The effective resolution of side-scan sonar depends largely on the operating frequency; the higher the frequency, the greater the resolution, but swath width coverage is inversely related to frequency, so that the higher the frequency, the smaller the area of seafloor covered in a single pass.

====Pinger locators====
Pinger-locators are a class of passive acoustic search systems that do not produce any sound - they only detect sound within a specific frequency range. They are useful for finding artifacts that have been equipped with an acoustic beacon (pinger) to aid in location, such as cockpit voice recorders and flight data recorders used by nearly all military and commercial aircraft, which have a 37 kHz acoustic pinger to help locate them in case of a crash at sea.

Pinger-locators that use an omnidirectional hydrophone have a maximum detection range of about one nautical mile (1,850 meters). The omnidirectional hydrophone cannot give bearing information, so several passes must be made over the pinger to pinpoint its position. A pinger-locator that uses a tuned array with a narrow directional hydrophone can give directional information and has increased detection range of up to about two nautical miles. Towed pinger-locators (TPLS) are towed through the search area much like a side-scan sonar, but at a higher speed. Because of their long range, they tend to be effective at locating the target in a shorter time. Pinger-locators designed for hand-held operations from the surface or by divers, have a shorter range.

====Magnetometers====
Magnetometers are only sensitive to electromagnetic fields that differ from the local geomagnetic field. In most applications relating to salvage this is a fairly large mass of steel or iron.

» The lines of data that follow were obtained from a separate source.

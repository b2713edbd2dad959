//! Two-stage variant filter driven by `FilterConfig` expression trees.

use enum_map::EnumMap;
use itertools::Itertools;
use multimap::MultiMap;
use rayon::prelude::*;
use thousands::Separable;

use crate::{
    annofit::{
        conf::{FilterConfig, FilterExpr, Predicate},
        normalize::{HOMOZYGOUS, UNKNOWN_FREQUENCY},
    },
    common::{is_sentinel, parse_float, parse_int, table::VariantRecord, RunContext, SENTINEL},
};

/// Whether any `sep`-separated part of `value` is in `allowed`.
fn any_in(value: &str, sep: char, allowed: &[String]) -> bool {
    value.split(sep).any(|v| allowed.iter().any(|a| a == v))
}

/// Gene symbols of a `;`-joined gene column, unique, sentinel dropped.
pub fn genes_of(value: &str) -> impl Iterator<Item = &str> {
    value.split(';').filter(|g| !is_sentinel(g)).unique()
}

/// Evaluates predicates and expression trees over records.
#[derive(Debug)]
pub struct FilterEngine<'a> {
    config: &'a FilterConfig,
    dominant: regex::Regex,
    recessive: regex::Regex,
}

impl<'a> FilterEngine<'a> {
    pub fn new(config: &'a FilterConfig) -> Result<Self, anyhow::Error> {
        Ok(Self {
            config,
            dominant: regex::Regex::new(r"(^|\W)dominant(\W|$)")?,
            recessive: regex::Regex::new(r"(^|\W)recessive(\W|$)")?,
        })
    }

    fn disease(&self, record: &VariantRecord) -> String {
        record.get(&self.config.disease_column).to_lowercase()
    }

    fn pli_scores(&self, record: &VariantRecord) -> Option<Vec<f64>> {
        record
            .get(&self.config.pli_column)
            .split(';')
            .map(parse_float)
            .collect()
    }

    /// Value of predicate `pred` for `record`.
    pub fn predicate(&self, pred: Predicate, record: &VariantRecord) -> bool {
        let c = self.config;
        match pred {
            Predicate::Depth => record
                .get(&c.depth_column)
                .split(',')
                .map(parse_int)
                .collect::<Option<Vec<_>>>()
                .map(|depths| depths.iter().any(|d| *d >= c.min_alt_depth))
                .unwrap_or(false),
            Predicate::PopMax => {
                parse_float(record.get(&c.pop_max_column)).unwrap_or(UNKNOWN_FREQUENCY)
                    < c.pop_max_ceiling
            }
            Predicate::NotProblematic => c
                .problems
                .iter()
                .all(|(column, deny)| !deny.iter().any(|d| d == record.get(column))),
            Predicate::Hgmd => !is_sentinel(record.get(&c.hgmd_column)),
            Predicate::ExonPred => record
                .get(&c.exon_pred_column)
                .split('/')
                .next()
                .and_then(parse_int)
                .map(|damaging| damaging >= c.exon_pred_min_damaging)
                .unwrap_or(false),
            Predicate::SplicePred => c
                .splice_pred
                .iter()
                .any(|v| v == record.get(&c.splice_pred_column)),
            Predicate::IntronPred => c
                .intron_pred
                .iter()
                .any(|v| v == record.get(&c.intron_pred_column)),
            Predicate::Significance => c
                .intervar
                .iter()
                .any(|v| v == record.get(&c.intervar_column)),
            Predicate::Clinvar => any_in(record.get(&c.clinvar_column), ',', &c.clinvar),
            Predicate::ExonicFunc => any_in(record.get(&c.exonic_func_column), ';', &c.exonic_func),
            Predicate::NcRna => any_in(record.get(&c.func_column), ';', &c.ncrna),
            Predicate::Splicing => any_in(record.get(&c.func_column), ';', &c.splicing),
            Predicate::Omim => !is_sentinel(record.get(&c.disease_column)),
            Predicate::Compound => record
                .get(&c.compound_column)
                .split(';')
                .filter_map(parse_int)
                .any(|count| count > 1),
            Predicate::Pli => self
                .pli_scores(record)
                .map(|scores| scores.iter().any(|s| *s >= c.pli_threshold))
                .unwrap_or(false),
            Predicate::OmimDominance => self.dominant.is_match(&self.disease(record)),
            Predicate::Homozygous => record.get(&c.genotype_column) == HOMOZYGOUS,
            Predicate::NoInfo => {
                let disease = self.disease(record);
                self.pli_scores(record).is_none()
                    && !self.dominant.is_match(&disease)
                    && !self.recessive.is_match(&disease)
            }
        }
    }

    /// Evaluate the listed predicates once for `record`.
    pub fn evaluate(&self, preds: &[Predicate], record: &VariantRecord) -> EnumMap<Predicate, bool> {
        let mut flags = EnumMap::default();
        for pred in preds {
            flags[*pred] = self.predicate(*pred, record);
        }
        flags
    }

    /// Whether `record` satisfies `expr`.
    pub fn passes(&self, expr: &FilterExpr, record: &VariantRecord) -> bool {
        let flags = self.evaluate(&expr.predicates(), record);
        expr.eval(&|pred| flags[pred])
    }

    /// Keep the records satisfying `expr`, preserving order.
    pub fn apply(
        &self,
        ctx: &RunContext,
        label: &str,
        expr: &FilterExpr,
        records: Vec<VariantRecord>,
    ) -> Vec<VariantRecord> {
        let preds = expr.predicates().into_iter().unique().collect::<Vec<_>>();
        let flags = ctx.install(|| {
            records
                .par_iter()
                .map(|record| self.evaluate(&preds, record))
                .collect::<Vec<_>>()
        });

        let mut counts: EnumMap<Predicate, usize> = EnumMap::default();
        for row in &flags {
            for (pred, value) in row.iter() {
                if *value {
                    counts[pred] += 1;
                }
            }
        }
        for pred in &preds {
            tracing::debug!(
                "{}: predicate {} true for {} variants",
                label,
                pred,
                counts[*pred].separate_with_commas()
            );
        }

        let total = records.len();
        let result = records
            .into_iter()
            .zip(flags)
            .filter(|(_, row)| expr.eval(&|pred| row[pred]))
            .map(|(record, _)| record)
            .collect::<Vec<_>>();
        tracing::info!(
            "{}: {} of {} variants pass",
            label,
            result.len().separate_with_commas(),
            total.separate_with_commas()
        );
        result
    }

    /// Row-local stage.
    pub fn stage1(&self, ctx: &RunContext, records: Vec<VariantRecord>) -> Vec<VariantRecord> {
        self.apply(ctx, "stage 1", &self.config.stage1, records)
    }

    /// Whole-result stage; requires the compound column.
    pub fn stage2(&self, ctx: &RunContext, records: Vec<VariantRecord>) -> Vec<VariantRecord> {
        self.apply(ctx, "stage 2", &self.config.stage2, records)
    }
}

/// Set `compound_column`: per gene of the row, the number of rows carrying
/// that gene (the row itself included), `;`-joined.
pub fn compute_compound(
    ctx: &RunContext,
    records: &mut [VariantRecord],
    gene_column: &str,
    compound_column: &str,
) {
    let mut carriers: MultiMap<String, usize> = MultiMap::new();
    for (idx, record) in records.iter().enumerate() {
        for gene in genes_of(record.get(gene_column)) {
            carriers.insert(gene.to_string(), idx);
        }
    }
    ctx.install(|| {
        records.par_iter_mut().for_each(|record| {
            let counts = genes_of(record.get(gene_column))
                .map(|gene| {
                    carriers
                        .get_vec(gene)
                        .map(|rows| rows.len())
                        .unwrap_or_default()
                        .to_string()
                })
                .join(";");
            let counts = if counts.is_empty() {
                SENTINEL.to_string()
            } else {
                counts
            };
            record.set(compound_column, counts);
        })
    });
}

They have a relatively limited detection range, as the target is not usually strongly magnetised, and can also pick up volcanic rock if present in large amounts.

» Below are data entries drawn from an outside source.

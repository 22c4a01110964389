//! # Provider Traits
//!
//! Platform-agnostic contracts for wearable-device data providers.
//!
//! Each supported wearable vendor ships an implementation of
//! [`DeviceProvider`] that knows how to talk to that vendor's API. The sync
//! core consumes providers purely through this trait; protocol details,
//! authentication, and pagination live entirely inside the implementations.
//!
//! Provider failures are reported through [`ProviderError`], a tagged error
//! type that carries its own retry classification (see
//! [`ProviderError::retryable`]) so the sync core never has to inspect
//! free-form message text.

pub mod error;
pub mod provider;

pub use error::{ProviderError, Result};
pub use provider::{
    BodyMetric, DeviceProvider, HeartRateSample, MetricKind, ProviderActivity,
};
//! Repository traits and SQLite implementations for the health-data store

pub mod activities;
pub mod devices;
pub mod metrics;

pub use activities::{ActivityRepository, SqliteActivityRepository};
pub use devices::{DeviceDirectory, SqliteDeviceDirectory};
pub use metrics::{HealthMetricsRepository, SqliteHealthMetricsRepository};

The magnetic signal strength of an object is inversely proportional to the cube of the distance between the sensor and the object, so magnetometers are not often used as the primary sensor for deep ocean searches, but they can be useful as a secondary sensor to a side-scan sonar search, particularly in situations where the target is lost within an environment rich in false targets, such as a field of rocks, and the sonar return from the target is not easily distinguished from those of the rocks. By correlating positive signals from both the side-scan sonar and a magnetometer sensor towed in tandem, the probability of detection of the object can be significantly improved. A magnetometer is also one of the few instruments capable of locating an object that is buried deeply in bottom sediments.

====Optical imaging systems====
Optical imaging systems have been successfully used in deep ocean searches, either independently or in combination with a side-scan sonar. The obvious advantage of an optical imaging system is that the image produced can result in identification of the target without the need for time-consuming contact classification. The actual sensing devices used in optical imaging include still photographic cameras, real-time video cameras, and laser-imaging systems, using lidar technology. Still and video cameras rely on conventional strobe or floodlights as their illumination source. Due to limitations imposed by attenuation of the light and backscattering, still and video sensors need to be within 10 to 20 meters of a target to identify it. A laser-imaging system utilizes a blue/green laser as the illumination source to minimize attenuation and backscattering problems and can image targets as far as 50 meters away. The disadvantages of these systems are a result of high sensitivity to turbidity and underwater visibility, and include a relatively very narrow swath width and range compared to sonar, which results in relatively low towfish altitudes, and low overall search rate.

===Other search tools===
The data produced by search sensors is not very useful in isolation. The exact position and orientation of the transducer at the time of acquisition is necessary to reference the three dimensional geographical position of the contacts found, so they can be analysed and where possible, identified, as either the target of the search or false positives, and so that it is possible to return to any contact for further investigation or recovery efforts.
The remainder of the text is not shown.